Ok. But, ya know, it's Friday, and we have to be able to use the toilet and I can't get one of these septic truck guys out here until Monday because the sidewalks roll up here in the little villages over the weekend, so how are WE going to use the toilet for 72 hours?
It was a logical, good question. Well, for about 6 hours we went to the nearest McDonald's, which was 9 miles away down the mountain. That got old fast. We'd linger around hoping to squeeze one more drop out of our bladders after our burgers and fries. Nope, not gonna get us through Monday.
THEN I got a "scathingly brilliant idea" and called my golfing friend in the next county over.
Her husband had just come out of the hospital a few weeks ago and he had used a bedside commode seat in his room. He was done with it now and it was in the shed and "could we use it for a few days?"
Of course, and so we drove the 30 plus miles one way to get it late that Friday night.
So my partner used that and I had an old drywall bucket that I put kitty litter in for night time rituals in my room. I have to confess a few times I trotted out into the "piney woods" behind the garage and brought along my little garden shovel and flashlight.
It was an exciting weekend with snow flurries and pine needles and Fresh Step scattered over the bedroom floor in blue and gray mosaic. Nifty.
Then on Monday the "septic guy" came out and entered upon the property in his smelly tanker truck. The "Shit Wagon", if you will. Buzzards swarmed around him as he dismounted in the side yard after almost leveling a few cedar trees along the driveway.
Amazingly, he was clean and well groomed for a country gentleman who made his living sucking out septic tanks at $135 for a half hour's labor.
I couldn't resist watching as the giant hose drooped into the round holes and began it's laborious roar and slurp. After about thirty seconds I went back into the house.

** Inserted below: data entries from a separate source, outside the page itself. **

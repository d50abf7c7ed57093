//! OpenCV-backed camera source.

use opencv::{
    core::MatTraitConstManual,
    prelude::*,
    videoio::{self, VideoCapture, VideoCaptureTrait},
};
use tracing::{debug, warn};

use crate::{
    FrameSource, parse_device_index,
    types::{CaptureError, Frame, FrameFormat},
};

/// Camera device owned by a single capture loop.
///
/// The device handle stays open between captures unless `release_after_capture`
/// is set, in which case every capture opens and releases the device (the
/// station variant that shares the camera with other tools does this).
pub struct OpenCvCamera {
    uri: String,
    target_size: Option<(i32, i32)>,
    release_after_capture: bool,
    cap: Option<VideoCapture>,
    frame: Mat,
}

impl OpenCvCamera {
    pub fn new(uri: &str, target_size: Option<(i32, i32)>) -> Self {
        Self {
            uri: uri.to_string(),
            target_size,
            release_after_capture: false,
            cap: None,
            frame: Mat::default(),
        }
    }

    pub fn release_after_capture(mut self, release: bool) -> Self {
        self.release_after_capture = release;
        self
    }

    fn device(&mut self) -> Result<&mut VideoCapture, CaptureError> {
        if self.cap.is_none() {
            let mut cap = open_video_capture(&self.uri)?;
            if let Some(size) = self.target_size {
                configure_camera(&mut cap, size);
            }
            debug!(uri = %self.uri, "camera opened");
            self.cap = Some(cap);
        }
        self.cap.as_mut().ok_or_else(|| CaptureError::Open {
            uri: self.uri.clone(),
        })
    }

    fn read_frame(&mut self) -> Result<Frame, CaptureError> {
        let mut frame = std::mem::take(&mut self.frame);
        let read = self
            .device()?
            .read(&mut frame)
            .map_err(|e| CaptureError::Other(e.into()));
        self.frame = frame;

        let grabbed = read?;
        let size = self
            .frame
            .size()
            .map_err(|e| CaptureError::Other(e.into()))?;
        if !grabbed || size.width <= 0 || size.height <= 0 {
            return Err(CaptureError::Empty {
                uri: self.uri.clone(),
            });
        }

        let data = self
            .frame
            .data_bytes()
            .map_err(|e| CaptureError::Other(e.into()))?
            .to_vec();

        Frame::new(data, size.width, size.height, FrameFormat::Bgr8)
    }
}

impl FrameSource for OpenCvCamera {
    fn capture(&mut self) -> Result<Frame, CaptureError> {
        let result = self.read_frame();
        if result.is_err() || self.release_after_capture {
            // Drop the handle so the next attempt reopens the device from scratch.
            if let Some(mut cap) = self.cap.take() {
                let _ = cap.release();
            }
        }
        result
    }

    fn describe(&self) -> String {
        format!("camera {}", self.uri)
    }
}

/// Attempt to open a camera input either by index or URI.
fn open_video_capture(uri: &str) -> Result<VideoCapture, CaptureError> {
    if let Some(index) = parse_device_index(uri) {
        for backend in [videoio::CAP_V4L, videoio::CAP_ANY] {
            match VideoCapture::new(index, backend) {
                Ok(cap) => {
                    if cap.is_opened().map_err(|e| CaptureError::Other(e.into()))? {
                        return Ok(cap);
                    }
                }
                Err(err) => {
                    warn!("failed to open camera #{index} with backend {backend}: {err}");
                }
            }
        }
    }

    for backend in [videoio::CAP_V4L, videoio::CAP_ANY] {
        match VideoCapture::from_file(uri, backend) {
            Ok(cap) => {
                if cap.is_opened().map_err(|e| CaptureError::Other(e.into()))? {
                    return Ok(cap);
                }
            }
            Err(err) => {
                warn!("failed to open {uri} with backend {backend}: {err}");
            }
        }
    }

    Err(CaptureError::Open {
        uri: uri.to_string(),
    })
}

/// Request a capture resolution and MJPG streaming; cameras may ignore either.
fn configure_camera(cap: &mut VideoCapture, target_size: (i32, i32)) {
    if let Ok(mjpg) = videoio::VideoWriter::fourcc('M', 'J', 'P', 'G') {
        let _ = cap.set(videoio::CAP_PROP_FOURCC, mjpg as f64);
    }
    let _ = cap.set(videoio::CAP_PROP_FRAME_WIDTH, target_size.0 as f64);
    let _ = cap.set(videoio::CAP_PROP_FRAME_HEIGHT, target_size.1 as f64);
}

After he finished he educated us as to the "nutritional needs" of the millions of bacteria that live in the septic tank. Really? Who knew?
Seems these little boogers need to be fed "good bacteria" just like our intestinal tract! He provided us with a blue product to put into the toilets once a month to ensure that the little bacteria are happy and will continue to munch and crunch on our waste products in order to keep the love flowing.
He explained that the mushroom field sprang up along the septic drainage lines and that also explained why the "grass is always greener over the septic tank" as once questioned by Erma Bombeck.
It really was true! Next time you see a "Rid Ex" commercial, pay close attention and you will learn of the wonders of the septic system and the hungry critters that dwell within.
It was truly amazing and after all that we never had another problem in seven seasons out there. I would dump a few food items in the toilet every once in awhile for our septic friends to keep them happy and they in turn never put us through "clogging and bogging hell" again.
We'd still get the "blub blubs" every once in a while, but we just took that as a lip-smacking "thank you" from our septic pets.